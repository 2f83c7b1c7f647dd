use super::{Aid, Transition, TransitionKind, TransitionType};
use serde::{Deserialize, Serialize};

#[derive(Debug, Clone, Copy, PartialEq, Eq, PartialOrd, Ord, Hash, Serialize, Deserialize)]
pub enum CommOp {
    AsyncRecv,
    AsyncSend,
    Iprobe,
    Test,
    Wait,
}

/// Mailbox communication step. `comm` is unknown for a pending receive or send that
/// has not been posted yet; the matching partners are known once the comm is paired.
#[derive(Debug, Clone, PartialEq, Eq, Serialize, Deserialize)]
pub struct CommTransition {
    pub op: CommOp,
    pub mbox: u32,
    pub comm: Option<u64>,
    pub sender: Option<Aid>,
    pub receiver: Option<Aid>,
    pub timeout: bool,
}

impl CommTransition {
    pub fn type_(&self) -> TransitionType {
        match self.op {
            CommOp::AsyncRecv => TransitionType::CommAsyncRecv,
            CommOp::AsyncSend => TransitionType::CommAsyncSend,
            CommOp::Iprobe => TransitionType::CommIprobe,
            CommOp::Test => TransitionType::CommTest,
            CommOp::Wait => TransitionType::CommWait,
        }
    }

    fn same_comm(&self, other: &CommTransition) -> bool {
        match (self.comm, other.comm) {
            (Some(a), Some(b)) => a == b,
            // Not posted yet: anything on the mailbox may end up paired with it
            _ => self.mbox == other.mbox,
        }
    }

    /// Dependency between two comm steps of distinct actors, whatever their order.
    pub(crate) fn depends_on_comm(&self, other: &CommTransition) -> bool {
        let (a, b) = if other.op < self.op {
            (other, self)
        } else {
            (self, other)
        };
        match (a.op, b.op) {
            (CommOp::AsyncRecv, CommOp::AsyncRecv) | (CommOp::AsyncSend, CommOp::AsyncSend) => {
                a.mbox == b.mbox
            }
            // Posting on both ends of a mailbox commutes: the pairing is the same either way
            (CommOp::AsyncRecv, CommOp::AsyncSend) => false,
            (CommOp::AsyncRecv | CommOp::AsyncSend, CommOp::Iprobe) => a.mbox == b.mbox,
            (CommOp::AsyncRecv | CommOp::AsyncSend, CommOp::Test | CommOp::Wait) => {
                a.same_comm(b)
            }
            (CommOp::Iprobe, _) => false,
            (CommOp::Test, CommOp::Test) => false,
            (CommOp::Test, CommOp::Wait) => b.timeout && a.same_comm(b),
            (CommOp::Wait, CommOp::Wait) => (a.timeout || b.timeout) && a.same_comm(b),
            _ => unreachable!("comm ops are ordered above"),
        }
    }

    pub(crate) fn depends(&self, _aid: Aid, other: &Transition) -> bool {
        match &other.kind {
            TransitionKind::Comm(o) => self.depends_on_comm(o),
            _ => false,
        }
    }

    /// Reversibility of a race between an earlier step of kind `earlier` and `self` as the later one.
    pub(crate) fn reversible_after(&self, earlier: CommOp) -> bool {
        match self.op {
            // Posting, probing and testing are always enabled
            CommOp::AsyncRecv | CommOp::AsyncSend | CommOp::Iprobe | CommOp::Test => true,
            CommOp::Wait if self.timeout => true,
            // The earlier post paired the comm and enabled the wait
            CommOp::Wait => !matches!(earlier, CommOp::AsyncRecv | CommOp::AsyncSend),
        }
    }

    pub(crate) fn reversible_race(&self, later: &CommTransition) -> bool {
        later.reversible_after(self.op)
    }

    pub(crate) fn describe(&self, verbose: bool) -> String {
        let name = match self.op {
            CommOp::AsyncRecv => "iRecv",
            CommOp::AsyncSend => "iSend",
            CommOp::Iprobe => "Iprobe",
            CommOp::Test => "Test",
            CommOp::Wait => "Wait",
        };
        let mut out = format!("{}(mbox: {}", name, self.mbox);
        if let Some(comm) = self.comm {
            out.push_str(&format!(", comm: {}", comm));
        }
        if verbose || matches!(self.op, CommOp::Test | CommOp::Wait) {
            if let (Some(s), Some(r)) = (self.sender, self.receiver) {
                out.push_str(&format!(", {} -> {}", s, r));
            }
        }
        if self.timeout {
            out.push_str(", timeout");
        }
        out.push(')');
        out
    }
}

#[cfg(test)]
mod tests {
    use super::*;

    fn comm(op: CommOp, mbox: u32, comm: Option<u64>) -> CommTransition {
        CommTransition {
            op,
            mbox,
            comm,
            sender: Some(Aid(1)),
            receiver: Some(Aid(2)),
            timeout: false,
        }
    }

    #[test]
    fn test_send_and_recv_commute() {
        let send = comm(CommOp::AsyncSend, 0, Some(1));
        let recv = comm(CommOp::AsyncRecv, 0, Some(1));
        assert!(!send.depends_on_comm(&recv));
        assert!(!recv.depends_on_comm(&send));
    }

    #[test]
    fn test_post_and_wait_on_same_comm() {
        let send = comm(CommOp::AsyncSend, 0, Some(1));
        let wait = comm(CommOp::Wait, 0, Some(1));
        let other_wait = comm(CommOp::Wait, 0, Some(2));
        assert!(send.depends_on_comm(&wait));
        assert!(wait.depends_on_comm(&send));
        assert!(!send.depends_on_comm(&other_wait));
        assert!(!send.reversible_race(&wait));
        assert!(wait.reversible_race(&comm(CommOp::AsyncSend, 0, Some(1))));
    }

    #[test]
    fn test_waits_without_timeout_commute() {
        let a = comm(CommOp::Wait, 0, Some(1));
        let mut b = comm(CommOp::Wait, 0, Some(1));
        assert!(!a.depends_on_comm(&b));
        b.timeout = true;
        assert!(a.depends_on_comm(&b));
    }
}
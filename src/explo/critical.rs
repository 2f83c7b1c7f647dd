//! Search of the critical transition of a counter-example: the last step after
//! which every execution is incorrect.

use super::{trace_line, DfsExplorer, ExplorationContext, RestoreBase, SearchOutcome};
use crate::config::{ExplorerKind, ReductionMode};
use crate::error::McError;
use crate::reduction::build_reduction;
use crate::state::StateId;
use crate::transition::{Aid, Transition};
use std::sync::Arc;
use tracing::{debug, info};

/// Walks a counter-example backward. From each prefix, a nested depth-first search
/// looks for a correct execution; the first prefix that has one makes the next step
/// of the counter-example the critical transition.
pub struct CriticalTransitionExplorer {
    /// `stack[i]` is the state `trace[i]` was taken from
    stack: Vec<StateId>,
    trace: Vec<Arc<Transition>>,
}

impl CriticalTransitionExplorer {
    pub fn new(stack: &[StateId], trace: Vec<Arc<Transition>>) -> Self {
        CriticalTransitionExplorer {
            stack: stack.to_vec(),
            trace,
        }
    }

    pub fn run(&self, ctx: &mut ExplorationContext) -> Result<Option<Arc<Transition>>, McError> {
        info!("Start the critical transition search");
        let mode = match ctx.reduction.mode() {
            ReductionMode::BfsOdpor | ReductionMode::BefsOdpor => ReductionMode::Odpor,
            other => other,
        };
        let saved_reduction =
            std::mem::replace(&mut ctx.reduction, build_reduction(mode, ExplorerKind::Dfs));
        let saved_base = std::mem::take(&mut ctx.base);
        let saved_outputs = ctx.suspend_outputs();
        ctx.looking_for_critical = true;

        let found = self.search(ctx);

        ctx.looking_for_critical = false;
        ctx.resume_outputs(saved_outputs);
        ctx.base = saved_base;
        ctx.reduction = saved_reduction;

        let found = found?;
        match found {
            Some(i) => self.log_found(i),
            None => info!("No critical transition found. Every execution of the program is incorrect."),
        }
        Ok(found.map(|i| Arc::clone(&self.trace[i])))
    }

    /// Index in the trace of the critical transition.
    fn search(&self, ctx: &mut ExplorationContext) -> Result<Option<usize>, McError> {
        let len = self.trace.len().min(self.stack.len());
        for i in (0..len).rev() {
            if ctx.arena.contains(self.stack[i]) && ctx.arena.state(self.stack[i]).has_correct_descendent() {
                debug!(step = i, "a correct execution is already known from there");
                return Ok(Some(i));
            }
            let prefix: Vec<(Aid, u32)> = self.trace[..i]
                .iter()
                .map(|t| (t.aid, t.times_considered))
                .collect();
            debug!(step = i, "looking for a correct execution after the first {} steps", i);
            ctx.base = RestoreBase {
                checkpoint: None,
                prefix,
            };
            ctx.remote.restore_checker_side(None)?;
            ctx.remote.replay_sequence(&ctx.base.prefix, &[])?;

            if DfsExplorer::new().run(ctx)? == SearchOutcome::ReachedCorrectExecution {
                return Ok(Some(i));
            }
        }
        Ok(None)
    }

    fn log_found(&self, critical: usize) {
        let title = "*** CRITICAL TRANSITION FOUND ***";
        let stars = "*".repeat(title.len());
        info!("{}", stars);
        info!("{}", title);
        info!("{}", stars);
        info!("Current knowledge of explored stack:");
        for (j, t) in self.trace.iter().enumerate() {
            let verdict = if j < critical { "  CORRECT" } else { "INCORRECT" };
            info!("  ({}) {}", verdict, trace_line(t));
        }
        info!("Found the critical transition: {}", trace_line(&self.trace[critical]));
    }
}
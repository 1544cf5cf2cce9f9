//! Contact name value object.

use std::fmt;
use std::str::FromStr;

use serde::{Deserialize, Serialize};

use crate::domain::foundation::ValidationError;

/// Reserved directory name denoting the default escalation target.
pub const EMERGENCY_CONTACT: &str = "emergencia";

/// A contact's name, the case-insensitive key into the directory.
///
/// Stored lowercase so `"Gustavo"` and `"gustavo"` address the same entry.
#[derive(Debug, Clone, PartialEq, Eq, PartialOrd, Ord, Hash, Serialize, Deserialize)]
#[serde(transparent)]
pub struct ContactName(String);

impl ContactName {
    pub fn new(raw: impl AsRef<str>) -> Result<Self, ValidationError> {
        let trimmed = raw.as_ref().trim();
        if trimmed.is_empty() {
            return Err(ValidationError::empty_field("name"));
        }
        Ok(Self(trimmed.to_lowercase()))
    }

    pub fn as_str(&self) -> &str {
        &self.0
    }

    /// Whether this is the reserved emergency contact name.
    pub fn is_emergency(&self) -> bool {
        self.0 == EMERGENCY_CONTACT
    }

    /// The reserved emergency contact name.
    pub fn emergency() -> Self {
        Self(EMERGENCY_CONTACT.to_string())
    }
}

impl fmt::Display for ContactName {
    fn fmt(&self, f: &mut fmt::Formatter<'_>) -> fmt::Result {
        f.write_str(&self.0)
    }
}

impl FromStr for ContactName {
    type Err = ValidationError;

    fn from_str(s: &str) -> Result<Self, Self::Err> {
        Self::new(s)
    }
}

WORK TO COMPLETE: Would you print, exactly as written, every line above from the one holding "match (a.op, b.op)" through the one holding "(CommOp::Test, CommOp::Wait) =>", with both included and no other lines?

RESULT:
        match (a.op, b.op) {
            (CommOp::AsyncRecv, CommOp::AsyncRecv) | (CommOp::AsyncSend, CommOp::AsyncSend) => {
                a.mbox == b.mbox
            }
            // Posting on both ends of a mailbox commutes: the pairing is the same either way
            (CommOp::AsyncRecv, CommOp::AsyncSend) => false,
            (CommOp::AsyncRecv | CommOp::AsyncSend, CommOp::Iprobe) => a.mbox == b.mbox,
            (CommOp::AsyncRecv | CommOp::AsyncSend, CommOp::Test | CommOp::Wait) => {
                a.same_comm(b)
            }
            (CommOp::Iprobe, _) => false,
            (CommOp::Test, CommOp::Test) => false,
            (CommOp::Test, CommOp::Wait) => b.timeout && a.same_comm(b),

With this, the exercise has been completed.